**Exercise goal**
Copy, word for word, each line of the data below from the first through the line containing "use crate::error::DashboardError;", and stop there.

Dataset records below:

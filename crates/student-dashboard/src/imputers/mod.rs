//! Imputation module for handling missing values.
//!
//! Score columns are filled with their mean, every other column with its
//! mode.

mod statistical;

pub use statistical::StatisticalImputer;
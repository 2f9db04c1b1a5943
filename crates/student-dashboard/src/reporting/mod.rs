//! Spreadsheet report generation.
//!
//! The report has two sheets:
//! - `Cleaned_Data`: the full cleaned table with a header row
//! - `Summary`: data quality facts, grouped tables, band counts, rankings
//!   and, when the build supports it, the chart images
//!
//! The summary content is described once as a list of [`SummaryBlock`]s.
//! A [`ReportSink`] turns the blocks into a [`WorkbookLayout`] and saves it;
//! [`RichSink`] embeds charts and [`PlainSink`] leaves them out.
//!
//! # Example
//!
//! ```rust,ignore
//! use student_dashboard::reporting::{build_blocks, detect_sink};
//!
//! let blocks = build_blocks(&summary, &charts, config.top_n)?;
//! let sink = detect_sink(&config);
//! let outcome = sink.write(&table, &blocks, &config.output_path)?;
//! println!("Wrote: {}", outcome.path.display());
//! ```

mod blocks;
mod sinks;
mod workbook;

pub use blocks::{Cell, SummaryBlock, build_blocks, table_cells};
pub use sinks::{
    PlainSink, ReportOutcome, ReportSink, RichSink, SinkKind, detect_sink,
    image_embedding_available,
};
pub use workbook::{
    CLEANED_SHEET, ImageAnchor, SUMMARY_SHEET, SheetLayout, WorkbookLayout, save_workbook,
};
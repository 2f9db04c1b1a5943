//! Bar chart rendering with plotters.
//!
//! Four charts are drawn from the [`DashboardSummary`]: average by gender,
//! average by race/ethnicity, all scores by test preparation, and the band
//! distribution. Each chart is written as a PNG into the plots directory.
//!
//! A chart that fails to render is logged and reported with no path; the
//! remaining charts are still attempted.

use crate::error::DashboardError;
use crate::schema::METRIC_COLUMNS;
use crate::types::{AggregateView, BandCounts, DashboardSummary};
use plotters::prelude::*;
use std::fs;
use std::path::{Path, PathBuf};
use tracing::{debug, info, warn};

type DrawResult = std::result::Result<(), Box<dyn std::error::Error>>;

const SINGLE_BAR: RGBColor = RGBColor(0x4F, 0x81, 0xBD);
const RACE_BAR: RGBColor = RGBColor(0x5A, 0x5A, 0x5A);
const BAND_BAR: RGBColor = RGBColor(0x00, 0x33, 0x99);
const METRIC_BARS: [RGBColor; 4] = [
    RGBColor(0x4F, 0x81, 0xBD),
    RGBColor(0xC0, 0x50, 0x4D),
    RGBColor(0x9B, 0xBB, 0x59),
    RGBColor(0x80, 0x64, 0xA2),
];

/// Which of the four dashboard charts a rendering belongs to.
#[derive(Debug, Clone, Copy, PartialEq, Eq, Hash)]
pub enum ChartKind {
    AverageByGender,
    AverageByRace,
    ScoresByPrep,
    BandCounts,
}

impl ChartKind {
    /// All charts in rendering order.
    pub const ALL: [ChartKind; 4] = [
        Self::AverageByGender,
        Self::AverageByRace,
        Self::ScoresByPrep,
        Self::BandCounts,
    ];

    pub fn title(&self) -> &'static str {
        match self {
            Self::AverageByGender => "Average Score by Gender",
            Self::AverageByRace => "Average Score by Race/Ethnicity",
            Self::ScoresByPrep => "Scores by Test Prep Course",
            Self::BandCounts => "Performance Band Distribution",
        }
    }

    /// Heading written above the chart on the Summary sheet.
    pub fn caption(&self) -> &'static str {
        match self {
            Self::AverageByGender => "Average by Gender",
            Self::AverageByRace => "Average by Race/Ethnicity",
            Self::ScoresByPrep => "Scores by Test Prep",
            Self::BandCounts => "Performance Bands",
        }
    }

    pub fn file_name(&self) -> &'static str {
        match self {
            Self::AverageByGender => "avg_by_gender.png",
            Self::AverageByRace => "avg_by_race.png",
            Self::ScoresByPrep => "scores_by_prep.png",
            Self::BandCounts => "band_counts.png",
        }
    }

    pub fn y_label(&self) -> &'static str {
        match self {
            Self::AverageByGender | Self::AverageByRace => "Average",
            Self::ScoresByPrep => "Score",
            Self::BandCounts => "Count",
        }
    }

    /// Build the plotted data for this chart.
    pub fn series(&self, summary: &DashboardSummary) -> ChartSeries {
        match self {
            Self::AverageByGender => ChartSeries::averages(&summary.by_gender),
            Self::AverageByRace => ChartSeries::averages(&summary.by_race),
            Self::ScoresByPrep => ChartSeries::all_metrics(&summary.by_prep),
            Self::BandCounts => ChartSeries::band_counts(&summary.bands),
        }
    }

    fn colors(&self) -> &'static [RGBColor] {
        match self {
            Self::AverageByGender => std::slice::from_ref(&SINGLE_BAR),
            Self::AverageByRace => std::slice::from_ref(&RACE_BAR),
            Self::ScoresByPrep => &METRIC_BARS,
            Self::BandCounts => std::slice::from_ref(&BAND_BAR),
        }
    }
}

/// Category labels plus one or more named value series of equal length.
#[derive(Debug, Clone, PartialEq)]
pub struct ChartSeries {
    pub labels: Vec<String>,
    pub series: Vec<(String, Vec<f64>)>,
}

impl ChartSeries {
    /// One bar per group: the group's mean Average.
    pub fn averages(view: &AggregateView) -> Self {
        Self {
            labels: view.groups.iter().map(|g| g.key.clone()).collect(),
            series: vec![(
                "Average".to_string(),
                view.groups.iter().map(|g| g.average).collect(),
            )],
        }
    }

    /// Four bars per group: Math, Reading, Writing and Average.
    pub fn all_metrics(view: &AggregateView) -> Self {
        let series = METRIC_COLUMNS
            .iter()
            .enumerate()
            .map(|(slot, name)| {
                let values = view.groups.iter().map(|g| g.metrics()[slot]).collect();
                (name.to_string(), values)
            })
            .collect();
        Self {
            labels: view.groups.iter().map(|g| g.key.clone()).collect(),
            series,
        }
    }

    /// One bar per band, in band order.
    pub fn band_counts(bands: &BandCounts) -> Self {
        Self {
            labels: bands.counts.iter().map(|(band, _)| band.to_string()).collect(),
            series: vec![(
                "Count".to_string(),
                bands.counts.iter().map(|(_, count)| *count as f64).collect(),
            )],
        }
    }

    /// Largest value across all series, or zero when empty.
    pub fn max_value(&self) -> f64 {
        self.series
            .iter()
            .flat_map(|(_, values)| values.iter().copied())
            .fold(0.0, f64::max)
    }
}

/// Outcome of rendering one chart.
#[derive(Debug, Clone, PartialEq)]
pub struct RenderedChart {
    pub kind: ChartKind,
    /// Written image, or `None` when rendering failed.
    pub path: Option<PathBuf>,
}

/// Writes the dashboard charts into a directory.
pub struct ChartRenderer {
    plots_dir: PathBuf,
    size: (u32, u32),
}

impl ChartRenderer {
    pub fn new(plots_dir: impl Into<PathBuf>, size: (u32, u32)) -> Self {
        Self {
            plots_dir: plots_dir.into(),
            size,
        }
    }

    /// Render all four charts. The result always has one entry per chart.
    pub fn render_all(&self, summary: &DashboardSummary) -> Vec<RenderedChart> {
        if let Err(e) = fs::create_dir_all(&self.plots_dir) {
            warn!(
                "Cannot create plots directory '{}': {}; skipping charts",
                self.plots_dir.display(),
                e
            );
            return ChartKind::ALL
                .into_iter()
                .map(|kind| RenderedChart { kind, path: None })
                .collect();
        }

        let charts: Vec<RenderedChart> = ChartKind::ALL
            .into_iter()
            .map(|kind| {
                let path = match self.render(kind, &kind.series(summary)) {
                    Ok(path) => Some(path),
                    Err(e) => {
                        warn!("{}", e);
                        None
                    }
                };
                RenderedChart { kind, path }
            })
            .collect();

        let written = charts.iter().filter(|c| c.path.is_some()).count();
        info!("Rendered {}/{} charts into '{}'", written, charts.len(), self.plots_dir.display());
        charts
    }

    /// Render one chart and return the written file.
    pub fn render(&self, kind: ChartKind, data: &ChartSeries) -> Result<PathBuf, DashboardError> {
        let path = self.plots_dir.join(kind.file_name());
        draw_bars(&path, self.size, kind, data).map_err(|e| DashboardError::ChartRender {
            chart: kind.title().to_string(),
            reason: e.to_string(),
        })?;
        debug!("Wrote chart '{}'", path.display());
        Ok(path)
    }
}

/// Draw grouped vertical bars.
///
/// Each category owns `series + 1` segments on the x axis: one per series
/// and one empty segment as the gap before the next category.
fn draw_bars(path: &Path, size: (u32, u32), kind: ChartKind, data: &ChartSeries) -> DrawResult {
    let slots = data.series.len() as i32 + 1;
    let segments = (data.labels.len() as i32 * slots).max(1);
    let label_slot = (slots - 2) / 2;
    let y_max = match data.max_value() {
        max if max > 0.0 => max * 1.15,
        _ => 1.0,
    };

    let root = BitMapBackend::new(path, size).into_drawing_area();
    root.fill(&WHITE)?;

    let mut chart = ChartBuilder::on(&root)
        .caption(kind.title(), ("sans-serif", 26))
        .margin(12)
        .x_label_area_size(50)
        .y_label_area_size(60)
        .build_cartesian_2d((0..segments).into_segmented(), 0f64..y_max)?;

    let labels = &data.labels;
    chart
        .configure_mesh()
        .disable_x_mesh()
        .x_labels(segments as usize)
        .x_label_formatter(&|value| match value {
            SegmentValue::CenterOf(segment) if segment % slots == label_slot => labels
                .get((segment / slots) as usize)
                .cloned()
                .unwrap_or_default(),
            _ => String::new(),
        })
        .y_desc(kind.y_label())
        .draw()?;

    let colors = kind.colors();
    for (offset, (name, values)) in data.series.iter().enumerate() {
        let color = colors[offset % colors.len()];
        let bars = values
            .iter()
            .enumerate()
            .map(|(category, value)| (category as i32 * slots + offset as i32, *value));
        let drawn = chart.draw_series(
            Histogram::vertical(&chart)
                .style(color.filled())
                .margin(2)
                .data(bars),
        )?;
        if data.series.len() > 1 {
            drawn
                .label(name.as_str())
                .legend(move |(x, y)| Rectangle::new([(x, y - 5), (x + 12, y + 5)], color.filled()));
        }
    }

    if data.series.len() > 1 {
        chart
            .configure_series_labels()
            .background_style(&WHITE.mix(0.8))
            .border_style(&BLACK)
            .draw()?;
    }

    root.present()?;
    Ok(())
}
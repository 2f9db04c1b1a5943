//! Derived columns: the per-student average and its performance band.
//!
//! Both columns are recomputed from scratch on every call, so running the
//! deriver twice yields the same table.

use crate::error::{DashboardError, Result};
use crate::schema::{AVERAGE, PERFORMANCE_BAND, PerformanceBand, SCORE_COLUMNS};
use crate::utils::{float_values, round2};
use polars::prelude::*;
use tracing::debug;

pub struct Deriver;

impl Deriver {
    /// Set `Average = round(mean(Math, Reading, Writing), 2)` for every row.
    ///
    /// Must run after the cleaner: any missing score is a [`DashboardError::Derive`].
    pub fn add_average(df: &mut DataFrame) -> Result<()> {
        let mut totals = vec![0.0; df.height()];

        for name in SCORE_COLUMNS {
            let column = df.column(name).map_err(|_| {
                DashboardError::derive(AVERAGE, format!("score column '{}' is missing", name))
            })?;
            let values = float_values(column.as_materialized_series())?;
            for (row, value) in values.into_iter().enumerate() {
                let value = value.ok_or_else(|| {
                    DashboardError::derive(
                        AVERAGE,
                        format!("'{}' is missing in row {}; fill missing values first", name, row),
                    )
                })?;
                totals[row] += value;
            }
        }

        let averages: Vec<f64> = totals
            .into_iter()
            .map(|total| round2(total / SCORE_COLUMNS.len() as f64))
            .collect();
        Self::put_column(df, Series::new(AVERAGE.into(), averages))?;

        debug!("Computed '{}' for {} rows", AVERAGE, df.height());
        Ok(())
    }

    /// Set `Performance_Band` from `Average` for every row.
    pub fn add_band(df: &mut DataFrame) -> Result<()> {
        let column = df.column(AVERAGE).map_err(|_| {
            DashboardError::derive(PERFORMANCE_BAND, "'Average' has not been computed")
        })?;
        let averages = float_values(column.as_materialized_series())?;

        let mut bands = Vec::with_capacity(averages.len());
        for (row, average) in averages.into_iter().enumerate() {
            let average = average.ok_or_else(|| {
                DashboardError::derive(PERFORMANCE_BAND, format!("'Average' is missing in row {}", row))
            })?;
            bands.push(PerformanceBand::classify(average).label());
        }
        Self::put_column(df, Series::new(PERFORMANCE_BAND.into(), bands))?;

        debug!("Computed '{}' for {} rows", PERFORMANCE_BAND, df.height());
        Ok(())
    }

    /// Replace a column if present, append it otherwise.
    fn put_column(df: &mut DataFrame, series: Series) -> Result<()> {
        let name = series.name().to_string();
        if df.column(&name).is_ok() {
            df.replace(&name, series)?;
        } else {
            df.with_column(series)?;
        }
        Ok(())
    }
}

#[cfg(test)]
mod tests {
    use super::*;
    use crate::schema::{GENDER, MATH, READING, WRITING};

    fn scores(math: &[f64], reading: &[f64], writing: &[f64]) -> DataFrame {
        df![
            GENDER => vec!["female"; math.len()],
            MATH => math,
            READING => reading,
            WRITING => writing,
        ]
        .unwrap()
    }

    fn column_f64(df: &DataFrame, name: &str) -> Vec<f64> {
        float_values(df.column(name).unwrap().as_materialized_series())
            .unwrap()
            .into_iter()
            .map(|v| v.unwrap())
            .collect()
    }

    fn column_str(df: &DataFrame, name: &str) -> Vec<String> {
        df.column(name)
            .unwrap()
            .as_materialized_series()
            .str()
            .unwrap()
            .into_iter()
            .map(|v| v.unwrap().to_string())
            .collect()
    }

    #[test]
    fn test_add_average_rounds_to_two_decimals() {
        let mut df = scores(&[72.0, 90.0, 100.0], &[72.0, 95.0, 100.0], &[74.0, 93.0, 99.0]);
        Deriver::add_average(&mut df).unwrap();
        assert_eq!(column_f64(&df, AVERAGE), vec![72.67, 92.67, 99.67]);
    }

    #[test]
    fn test_add_average_matches_formula_for_every_row() {
        let math = [47.0, 66.0, 71.5, 88.0, 0.0];
        let reading = [57.0, 71.0, 62.25, 95.0, 17.0];
        let writing = [44.0, 60.0, 80.0, 92.0, 10.0];
        let mut df = scores(&math, &reading, &writing);
        Deriver::add_average(&mut df).unwrap();

        let averages = column_f64(&df, AVERAGE);
        for row in 0..math.len() {
            let expected = round2((math[row] + reading[row] + writing[row]) / 3.0);
            assert_eq!(averages[row], expected);
        }
    }

    #[test]
    fn test_add_average_recomputes_existing_column() {
        let mut df = scores(&[60.0], &[60.0], &[60.0]);
        Deriver::add_average(&mut df).unwrap();
        df.replace(MATH, Series::new(MATH.into(), [90.0])).unwrap();
        Deriver::add_average(&mut df).unwrap();
        assert_eq!(column_f64(&df, AVERAGE), vec![70.0]);
        assert_eq!(df.width(), 5);
    }

    #[test]
    fn test_add_average_fails_on_missing_score() {
        let mut df = df![
            MATH => [Some(60.0), None],
            READING => [60.0, 60.0],
            WRITING => [60.0, 60.0],
        ]
        .unwrap();
        let err = Deriver::add_average(&mut df).unwrap_err();
        assert_eq!(err.error_code(), "DERIVE_ERROR");
    }

    #[test]
    fn test_add_band_boundaries() {
        let mut df = scores(
            &[50.0, 70.0, 85.0, 85.0, 85.03],
            &[50.0, 70.0, 85.0, 85.0, 85.0],
            &[50.0, 70.0, 85.0, 85.03, 85.0],
        );
        Deriver::add_average(&mut df).unwrap();
        Deriver::add_band(&mut df).unwrap();

        assert_eq!(column_f64(&df, AVERAGE), vec![50.0, 70.0, 85.0, 85.01, 85.01]);
        assert_eq!(
            column_str(&df, PERFORMANCE_BAND),
            vec!["Low", "Fair", "Good", "Excellent", "Excellent"]
        );
    }

    #[test]
    fn test_add_band_requires_average() {
        let mut df = scores(&[60.0], &[60.0], &[60.0]);
        let err = Deriver::add_band(&mut df).unwrap_err();
        assert_eq!(err.error_code(), "DERIVE_ERROR");
    }

    #[test]
    fn test_add_band_fails_on_missing_average() {
        let mut df = df![
            AVERAGE => [Some(60.0), None],
        ]
        .unwrap();
        let err = Deriver::add_band(&mut df).unwrap_err();
        assert_eq!(err.error_code(), "DERIVE_ERROR");
    }
}
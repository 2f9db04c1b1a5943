//! Student Performance Dashboard Library
//!
//! Turns the student performance CSV into a spreadsheet dashboard using Polars,
//! plotters and rust_xlsxwriter.
//!
//! # Overview
//!
//! The pipeline runs a fixed sequence of stages over one in-memory table:
//!
//! - **Loading**: CSV read, header normalization, score columns coerced to floats
//! - **Cleaning**: Missing-value and duplicate counts, mean/mode imputation
//! - **Deriving**: Per-student `Average` and `Performance_Band`
//! - **Aggregating**: Grouped means, band distribution, top-N rankings
//! - **Charting**: Four PNG bar charts
//! - **Reporting**: `Cleaned_Data` and `Summary` sheets, with charts embedded
//!   when the build supports it
//!
//! # Quick Start
//!
//! ```rust,ignore
//! use student_dashboard::{DashboardConfig, Pipeline};
//!
//! let config = DashboardConfig::builder()
//!     .input_path("StudentsPerformance.csv")
//!     .output_path("Students_Performance_Dashboard.xlsx")
//!     .build()?;
//!
//! let outcome = Pipeline::builder()
//!     .config(config)
//!     .on_progress(|update| {
//!         println!("[{:.0}%] {}", update.progress * 100.0, update.message);
//!     })
//!     .build()?
//!     .run()?;
//!
//! println!("Wrote: {}", outcome.report.path.display());
//! ```
//!
//! # Individual Stages
//!
//! Every stage is also usable on its own:
//!
//! ```rust,ignore
//! use student_dashboard::{Aggregator, DataCleaner, Deriver, TableLoader};
//!
//! let mut df = TableLoader::load("StudentsPerformance.csv")?;
//! let quality = DataCleaner::assess(&df)?;
//! DataCleaner::fill_missing(&mut df)?;
//! Deriver::add_average(&mut df)?;
//! Deriver::add_band(&mut df)?;
//! let by_gender = Aggregator::group_means(&df, "Gender")?;
//! ```

pub mod aggregator;
pub mod charts;
pub mod cleaner;
pub mod config;
pub mod deriver;
pub mod error;
pub mod imputers;
pub mod loader;
pub mod pipeline;
pub mod reporting;
pub mod schema;
pub mod types;
pub mod utils;

// Re-exports for convenient access
pub use aggregator::Aggregator;
pub use charts::{ChartKind, ChartRenderer, ChartSeries, RenderedChart};
pub use cleaner::DataCleaner;
pub use config::{ConfigValidationError, DashboardConfig, DashboardConfigBuilder};
pub use deriver::Deriver;
pub use error::{DashboardError, Result as DashboardResult, ResultExt};
pub use imputers::StatisticalImputer;
pub use loader::TableLoader;
pub use pipeline::{
    Pipeline, PipelineBuilder, PipelineOutcome, PipelineStage, ProgressReporter, ProgressUpdate,
};
pub use reporting::{
    PlainSink, ReportOutcome, ReportSink, RichSink, SinkKind, SummaryBlock, detect_sink,
};
pub use schema::PerformanceBand;
pub use types::{
    AggregateView, BandCounts, DashboardSummary, DataQuality, GroupMeans, MissingCounts, TopNView,
};
//! Main dashboard pipeline module.
//!
//! This module provides the core `Pipeline` struct and builder for
//! orchestrating the load, clean, derive, aggregate, chart and report stages.

use crate::aggregator::Aggregator;
use crate::charts::{ChartRenderer, RenderedChart};
use crate::cleaner::DataCleaner;
use crate::config::{ConfigValidationError, DashboardConfig};
use crate::deriver::Deriver;
use crate::error::{Result, ResultExt};
use crate::loader::TableLoader;
use crate::pipeline::progress::{PipelineStage, ProgressReporter, ProgressUpdate};
use crate::reporting::{ReportOutcome, ReportSink, build_blocks, detect_sink};
use crate::types::DashboardSummary;
use polars::prelude::*;
use std::sync::Arc;
use std::time::Instant;
use tracing::{debug, error, info};

/// Everything a finished run produced.
#[derive(Debug)]
pub struct PipelineOutcome {
    /// The cleaned table with derived columns, as written to `Cleaned_Data`.
    pub table: DataFrame,
    pub summary: DashboardSummary,
    pub charts: Vec<RenderedChart>,
    pub report: ReportOutcome,
    /// Descriptions of the missing-value fills that were applied.
    pub fill_steps: Vec<String>,
    pub duration_ms: u64,
}

/// The dashboard pipeline.
///
/// The pipeline owns its table for the duration of a run: the loader
/// creates it, the cleaner and deriver mutate it in place, and every later
/// stage only reads it.
///
/// # Example
///
/// ```rust,ignore
/// use student_dashboard::{DashboardConfig, Pipeline};
///
/// let outcome = Pipeline::builder()
///     .config(DashboardConfig::builder().top_n(10).build()?)
///     .on_progress(|update| {
///         println!("[{:.0}%] {}", update.progress * 100.0, update.message);
///     })
///     .build()?
///     .run()?;
///
/// println!("Wrote: {}", outcome.report.path.display());
/// ```
pub struct Pipeline {
    config: DashboardConfig,
    progress_reporter: Option<Arc<dyn ProgressReporter>>,
    report_sink: Option<Box<dyn ReportSink>>,
}

static_assertions::assert_impl_all!(Pipeline: Send);

impl Pipeline {
    /// Create a new pipeline builder.
    pub fn builder() -> PipelineBuilder {
        PipelineBuilder::default()
    }

    pub fn config(&self) -> &DashboardConfig {
        &self.config
    }

    /// Load the configured input file and run every stage.
    pub fn run(&self) -> Result<PipelineOutcome> {
        self.finish(self.load().and_then(|df| self.process(df)))
    }

    /// Run every stage after loading on a table that is already in memory.
    ///
    /// The table gets the same header normalization and score coercion as a
    /// loaded file, so raw headers are accepted.
    pub fn run_on(&self, mut df: DataFrame) -> Result<PipelineOutcome> {
        let result = TableLoader::prepare(&mut df).and_then(|_| self.process(df));
        self.finish(result)
    }

    /// Report progress if a reporter is configured.
    fn report_progress(&self, update: ProgressUpdate) {
        if let Some(reporter) = &self.progress_reporter {
            reporter.report(update);
        }
    }

    fn started(&self, stage: PipelineStage, message: impl Into<String>) {
        self.report_progress(ProgressUpdate::started(stage, message));
    }

    fn finished(&self, stage: PipelineStage, message: impl Into<String>) {
        self.report_progress(ProgressUpdate::finished(stage, message));
    }

    fn finish(&self, result: Result<PipelineOutcome>) -> Result<PipelineOutcome> {
        match result {
            Ok(outcome) => {
                let message = format!("Wrote {}", outcome.report.path.display());
                self.finished(PipelineStage::Complete, message);
                Ok(outcome)
            }
            Err(e) => {
                self.finished(PipelineStage::Failed, e.to_string());
                error!("Pipeline error: {}", e);
                Err(e)
            }
        }
    }

    fn load(&self) -> Result<DataFrame> {
        let input = &self.config.input_path;
        self.started(PipelineStage::Loading, format!("Loading {}", input.display()));
        let df = TableLoader::load(input)?;
        self.finished(PipelineStage::Loading, format!("Loaded {} rows", df.height()));
        Ok(df)
    }

    fn process(&self, mut df: DataFrame) -> Result<PipelineOutcome> {
        let start_time = Instant::now();

        // Step 1: Cleaning. Quality is measured before anything is filled.
        self.started(PipelineStage::Cleaning, "Checking missing values and duplicates...");
        info!("Step 1: Cleaning data...");
        let quality = DataCleaner::assess(&df).context("During cleaning")?;
        info!(
            "Found {} missing values and {} duplicate rows",
            quality.missing.total(),
            quality.duplicate_rows
        );
        let fill_steps = DataCleaner::fill_missing(&mut df).context("During cleaning")?;
        for step in &fill_steps {
            debug!("{}", step);
        }
        self.finished(
            PipelineStage::Cleaning,
            format!("Filled {} columns", fill_steps.len()),
        );

        // Step 2: Derived columns
        self.started(PipelineStage::Deriving, "Computing averages and bands...");
        info!("Step 2: Deriving Average and Performance_Band...");
        Deriver::add_average(&mut df).context("During deriving")?;
        Deriver::add_band(&mut df).context("During deriving")?;
        self.finished(PipelineStage::Deriving, "Derived columns added");

        // Step 3: Aggregation
        self.started(PipelineStage::Aggregating, "Aggregating...");
        info!("Step 3: Aggregating...");
        let summary =
            Aggregator::summarize(&df, quality, self.config.top_n).context("During aggregation")?;
        self.finished(PipelineStage::Aggregating, "Aggregation complete");

        // Step 4: Charts. Failures here are per chart and never abort the run.
        self.started(PipelineStage::Charting, "Rendering charts...");
        info!("Step 4: Rendering charts...");
        let renderer = ChartRenderer::new(&self.config.plots_dir, self.config.chart_size);
        let charts = renderer.render_all(&summary);
        let rendered = charts.iter().filter(|c| c.path.is_some()).count();
        self.finished(
            PipelineStage::Charting,
            format!("Rendered {} of {} charts", rendered, charts.len()),
        );

        // Step 5: Report
        self.started(PipelineStage::Reporting, "Writing report...");
        info!("Step 5: Writing report...");
        let blocks = build_blocks(&summary, &charts, self.config.top_n)?;
        let report = match &self.report_sink {
            Some(sink) => sink.write(&df, &blocks, &self.config.output_path)?,
            None => detect_sink(&self.config).write(&df, &blocks, &self.config.output_path)?,
        };
        info!("Report written with the {} sink", report.sink);

        let duration_ms = start_time.elapsed().as_millis() as u64;
        info!("Pipeline completed in {}ms", duration_ms);

        Ok(PipelineOutcome {
            table: df,
            summary,
            charts,
            report,
            fill_steps,
            duration_ms,
        })
    }
}

/// Builder for creating a [`Pipeline`] instance.
///
/// Use [`Pipeline::builder()`] to get started.
#[derive(Default)]
pub struct PipelineBuilder {
    config: Option<DashboardConfig>,
    progress_reporter: Option<Arc<dyn ProgressReporter>>,
    report_sink: Option<Box<dyn ReportSink>>,
}

static_assertions::assert_impl_all!(PipelineBuilder: Send);

impl PipelineBuilder {
    /// Set the pipeline configuration.
    pub fn config(mut self, config: DashboardConfig) -> Self {
        self.config = Some(config);
        self
    }

    /// Set a progress reporter for receiving updates during processing.
    pub fn progress_reporter(mut self, reporter: Arc<dyn ProgressReporter>) -> Self {
        self.progress_reporter = Some(reporter);
        self
    }

    /// Set a progress callback closure.
    pub fn on_progress<F>(mut self, callback: F) -> Self
    where
        F: Fn(ProgressUpdate) + Send + Sync + 'static,
    {
        self.progress_reporter = Some(Arc::new(callback));
        self
    }

    /// Use a specific report sink instead of probing for one at run time.
    pub fn report_sink(mut self, sink: Box<dyn ReportSink>) -> Self {
        self.report_sink = Some(sink);
        self
    }

    /// Build the pipeline.
    ///
    /// Returns an error if the configuration is invalid.
    pub fn build(self) -> std::result::Result<Pipeline, ConfigValidationError> {
        let config = self.config.unwrap_or_default();
        config.validate()?;

        Ok(Pipeline {
            config,
            progress_reporter: self.progress_reporter,
            report_sink: self.report_sink,
        })
    }
}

End of Dataset records.

**Output**
filename crates/student-dashboard/src/imputers/mod.rs
//! Imputation module for handling missing values.
//!
//! Score columns are filled with their mean, every other column with its
//! mode.

mod statistical;

pub use statistical::StatisticalImputer;
repository 2f9db04c1b1a5943
filename crates/student-dashboard/src/reporting/mod.rs
//! Spreadsheet report generation.
//!
//! The report has two sheets:
//! - `Cleaned_Data`: the full cleaned table with a header row
//! - `Summary`: data quality facts, grouped tables, band counts, rankings
//!   and, when the build supports it, the chart images
//!
//! The summary content is described once as a list of [`SummaryBlock`]s.
//! A [`ReportSink`] turns the blocks into a [`WorkbookLayout`] and saves it;
//! [`RichSink`] embeds charts and [`PlainSink`] leaves them out.
//!
//! # Example
//!
//! ```rust,ignore
//! use student_dashboard::reporting::{build_blocks, detect_sink};
//!
//! let blocks = build_blocks(&summary, &charts, config.top_n)?;
//! let sink = detect_sink(&config);
//! let outcome = sink.write(&table, &blocks, &config.output_path)?;
//! println!("Wrote: {}", outcome.path.display());
//! ```

mod blocks;
mod sinks;
mod workbook;

pub use blocks::{Cell, SummaryBlock, build_blocks, table_cells};
pub use sinks::{
    PlainSink, ReportOutcome, ReportSink, RichSink, SinkKind, detect_sink,
    image_embedding_available,
};
pub use workbook::{
    CLEANED_SHEET, ImageAnchor, SUMMARY_SHEET, SheetLayout, WorkbookLayout, save_workbook,
};
repository 2f9db04c1b1a5943
//! Bar chart rendering with plotters.
//!
//! Four charts are drawn from the [`DashboardSummary`]: average by gender,
//! average by race/ethnicity, all scores by test preparation, and the band
//! distribution. Each chart is written as a PNG into the plots directory.
//!
//! A chart that fails to render is logged and reported with no path; the
//! remaining charts are still attempted.

use crate::error::DashboardError;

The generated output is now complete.